WORK INSTRUCTION
Please repeat the data exactly, leaving nothing out.

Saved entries

= = =

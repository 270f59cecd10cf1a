use tokio::sync::watch;

/// Type alias to abstract a watch channel of `bool` that flips to `true` once signalled.
pub type SignalTx = watch::Sender<bool>;

/// Type alias to abstract the receiving side of a [`SignalTx`].
pub type SignalRx = watch::Receiver<bool>;

/// Creates a new pair of [`SignalTx`] and [`SignalRx`] in the unsignalled state.
pub fn create_signal() -> (SignalTx, SignalRx) {
    let (tx, rx) = watch::channel(false);
    (tx, rx)
}

/// Waits until any of `signals` is raised.
///
/// A signal whose sender was dropped without being raised never completes, and an empty list
/// waits forever.
pub async fn wait_for_any(signals: Vec<SignalRx>) {
    if signals.is_empty() {
        return std::future::pending().await;
    }

    let waits = signals.into_iter().map(|mut rx| {
        Box::pin(async move {
            if rx.wait_for(|raised| *raised).await.is_err() {
                std::future::pending::<()>().await;
            }
        })
    });

    futures::future::select_all(waits).await;
}
use connector_sdk::config::ConfigMap;
use connector_sdk::context::Context;
use connector_sdk::destination::memory::{CAPACITY_KEY, MemoryDestination, NAME_KEY};
use connector_sdk::destination::{Destination, Record};
use connector_sdk::error::ErrorKind;
use connector_sdk::middleware::{
    BATCH_DELAY_KEY, BATCH_SIZE_KEY, DestinationExt, DestinationWithBatch,
    DestinationWithRateLimit, RATE_BURST_KEY, RATE_PER_SECOND_KEY, with_default_middleware,
};
use connector_sdk::parameter::validate_config;
use connector_telemetry::init_test_tracing;
use futures::stream;
use std::time::Duration;
use tokio::time::Instant;

fn config(pairs: &[(&str, &str)]) -> ConfigMap {
    pairs
        .iter()
        .map(|(k, v)| (k.to_string(), v.to_string()))
        .collect()
}

fn records(count: usize) -> Vec<Record> {
    (0..count)
        .map(|i| Record::with_key(format!("key-{i}"), format!("payload-{i}")))
        .collect()
}

#[tokio::test(start_paused = true)]
async fn memory_destination_through_both_middlewares() {
    init_test_tracing();

    let memory = MemoryDestination::new();
    let mut destination = memory
        .clone()
        .with(DestinationWithRateLimit::new(100.0, 10))
        .with(DestinationWithBatch::new(3, Duration::from_secs(1)));
    let ctx = Context::background();

    let mut raw = config(&[(NAME_KEY, "orders")]);
    validate_config(&destination.parameters(), &raw).unwrap();
    destination.configure(&ctx, &mut raw).await.unwrap();
    destination.open(&ctx).await.unwrap();

    let written = destination
        .write_stream(&ctx, stream::iter(records(7)))
        .await
        .unwrap();
    destination.teardown(&ctx).await.unwrap();

    assert_eq!(written, 7);
    assert_eq!(memory.records().await, records(7));
    assert_eq!(memory.batches().await, vec![3, 3, 1]);
    assert_eq!(memory.batch_flags().await, vec![true, true, true]);
    assert!(!memory.is_open().await);

    let seen = memory.raw_config().await;
    assert_eq!(seen[NAME_KEY], "orders");
    assert_eq!(seen[BATCH_SIZE_KEY], "3");
    assert_eq!(seen[BATCH_DELAY_KEY], "1s");
    assert_eq!(seen[RATE_PER_SECOND_KEY], "100");
    assert_eq!(seen[RATE_BURST_KEY], "10");
}

#[tokio::test]
async fn stacked_parameters_are_validated() {
    init_test_tracing();

    let destination = with_default_middleware(MemoryDestination::new());
    let parameters = destination.parameters();
    assert_eq!(parameters.len(), 6);

    let raw = config(&[
        (CAPACITY_KEY, "-5"),
        (BATCH_SIZE_KEY, "ten"),
        (RATE_PER_SECOND_KEY, "2.5"),
    ]);
    let err = validate_config(&parameters, &raw).unwrap_err();

    assert_eq!(
        err.kinds(),
        vec![ErrorKind::ValidationError, ErrorKind::ValidationError]
    );
}

#[tokio::test]
async fn destination_errors_cross_the_middlewares() {
    init_test_tracing();

    let memory = MemoryDestination::new();
    let mut destination = with_default_middleware(memory.clone());
    let ctx = Context::background();

    destination
        .configure(&ctx, &mut config(&[(CAPACITY_KEY, "2")]))
        .await
        .unwrap();

    let err = destination.write(&ctx, records(1)).await.unwrap_err();
    assert_eq!(err.kind(), ErrorKind::InvalidState);

    destination.open(&ctx).await.unwrap();
    let err = destination.write(&ctx, records(3)).await.unwrap_err();
    assert_eq!(err.kind(), ErrorKind::DestinationError);
    assert!(memory.records().await.is_empty());
}

#[tokio::test(start_paused = true)]
async fn deadline_stops_a_throttled_stream() {
    init_test_tracing();

    let memory = MemoryDestination::new();
    let mut destination = memory
        .clone()
        .with(DestinationWithRateLimit::new(1.0, 1))
        .with(DestinationWithBatch::new(1, Duration::ZERO));
    let ctx = Context::background();

    destination
        .configure(&ctx, &mut ConfigMap::new())
        .await
        .unwrap();
    destination.open(&ctx).await.unwrap();

    let start = Instant::now();
    let ctx = ctx.with_timeout(Duration::from_millis(2500));
    let err = destination
        .write_stream(&ctx, stream::iter(records(5)))
        .await
        .unwrap_err();

    assert_eq!(err.kind(), ErrorKind::DeadlineExceeded);
    assert!(err.is_cancellation());
    assert_eq!(memory.records().await.len(), 3);
    assert!(start.elapsed() < Duration::from_millis(2500));
}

= = =

EXPECTED ANSWER
repository 270f59cecd10cf1a
use tokio::sync::watch;

/// Type alias to abstract a watch channel of `bool` that flips to `true` once signalled.
pub type SignalTx = watch::Sender<bool>;

/// Type alias to abstract the receiving side of a [`SignalTx`].
pub type SignalRx = watch::Receiver<bool>;

/// Creates a new pair of [`SignalTx`] and [`SignalRx`] in the unsignalled state.
pub fn create_signal() -> (SignalTx, SignalRx) {
    let (tx, rx) = watch::channel(false);
    (tx, rx)
}

/// Waits until any of `signals` is raised.
///
/// A signal whose sender was dropped without being raised never completes, and an empty list
/// waits forever.
pub async fn wait_for_any(signals: Vec<SignalRx>) {
    if signals.is_empty() {
        return std::future::pending().await;
    }

    let waits = signals.into_iter().map(|mut rx| {
        Box::pin(async move {
            if rx.wait_for(|raised| *raised).await.is_err() {
                std::future::pending::<()>().await;
            }
        })
    });

    futures::future::select_all(waits).await;
}
use connector_sdk::config::ConfigMap;
use connector_sdk::context::Context;
use connector_sdk::destination::memory::{CAPACITY_KEY, MemoryDestination, NAME_KEY};
use connector_sdk::destination::{Destination, Record};
use connector_sdk::error::ErrorKind;
use connector_sdk::middleware::{
    BATCH_DELAY_KEY, BATCH_SIZE_KEY, DestinationExt, DestinationWithBatch,
    DestinationWithRateLimit, RATE_BURST_KEY, RATE_PER_SECOND_KEY, with_default_middleware,
};
use connector_sdk::parameter::validate_config;
use connector_telemetry::init_test_tracing;
use futures::stream;
use std::time::Duration;
use tokio::time::Instant;

fn config(pairs: &[(&str, &str)]) -> ConfigMap {
    pairs
        .iter()
        .map(|(k, v)| (k.to_string(), v.to_string()))
        .collect()
}

fn records(count: usize) -> Vec<Record> {
    (0..count)
        .map(|i| Record::with_key(format!("key-{i}"), format!("payload-{i}")))
        .collect()
}

#[tokio::test(start_paused = true)]
async fn memory_destination_through_both_middlewares() {
    init_test_tracing();

    let memory = MemoryDestination::new();
    let mut destination = memory
        .clone()
        .with(DestinationWithRateLimit::new(100.0, 10))
        .with(DestinationWithBatch::new(3, Duration::from_secs(1)));
    let ctx = Context::background();

    let mut raw = config(&[(NAME_KEY, "orders")]);
    validate_config(&destination.parameters(), &raw).unwrap();
    destination.configure(&ctx, &mut raw).await.unwrap();
    destination.open(&ctx).await.unwrap();

    let written = destination
        .write_stream(&ctx, stream::iter(records(7)))
        .await
        .unwrap();
    destination.teardown(&ctx).await.unwrap();

    assert_eq!(written, 7);
    assert_eq!(memory.records().await, records(7));
    assert_eq!(memory.batches().await, vec![3, 3, 1]);
    assert_eq!(memory.batch_flags().await, vec![true, true, true]);
    assert!(!memory.is_open().await);

    let seen = memory.raw_config().await;
    assert_eq!(seen[NAME_KEY], "orders");
    assert_eq!(seen[BATCH_SIZE_KEY], "3");
    assert_eq!(seen[BATCH_DELAY_KEY], "1s");
    assert_eq!(seen[RATE_PER_SECOND_KEY], "100");
    assert_eq!(seen[RATE_BURST_KEY], "10");
}

#[tokio::test]
async fn stacked_parameters_are_validated() {
    init_test_tracing();

    let destination = with_default_middleware(MemoryDestination::new());
    let parameters = destination.parameters();
    assert_eq!(parameters.len(), 6);

    let raw = config(&[
        (CAPACITY_KEY, "-5"),
        (BATCH_SIZE_KEY, "ten"),
        (RATE_PER_SECOND_KEY, "2.5"),
    ]);
    let err = validate_config(&parameters, &raw).unwrap_err();

    assert_eq!(
        err.kinds(),
        vec![ErrorKind::ValidationError, ErrorKind::ValidationError]
    );
}

#[tokio::test]
async fn destination_errors_cross_the_middlewares() {
    init_test_tracing();

    let memory = MemoryDestination::new();
    let mut destination = with_default_middleware(memory.clone());
    let ctx = Context::background();

    destination
        .configure(&ctx, &mut config(&[(CAPACITY_KEY, "2")]))
        .await
        .unwrap();

    let err = destination.write(&ctx, records(1)).await.unwrap_err();
    assert_eq!(err.kind(), ErrorKind::InvalidState);

    destination.open(&ctx).await.unwrap();
    let err = destination.write(&ctx, records(3)).await.unwrap_err();
    assert_eq!(err.kind(), ErrorKind::DestinationError);
    assert!(memory.records().await.is_empty());
}

#[tokio::test(start_paused = true)]
async fn deadline_stops_a_throttled_stream() {
    init_test_tracing();

    let memory = MemoryDestination::new();
    let mut destination = memory
        .clone()
        .with(DestinationWithRateLimit::new(1.0, 1))
        .with(DestinationWithBatch::new(1, Duration::ZERO));
    let ctx = Context::background();

    destination
        .configure(&ctx, &mut ConfigMap::new())
        .await
        .unwrap();
    destination.open(&ctx).await.unwrap();

    let start = Instant::now();
    let ctx = ctx.with_timeout(Duration::from_millis(2500));
    let err = destination
        .write_stream(&ctx, stream::iter(records(5)))
        .await
        .unwrap_err();

    assert_eq!(err.kind(), ErrorKind::DeadlineExceeded);
    assert!(err.is_cancellation());
    assert_eq!(memory.records().await.len(), 3);
    assert!(start.elapsed() < Duration::from_millis(2500));
}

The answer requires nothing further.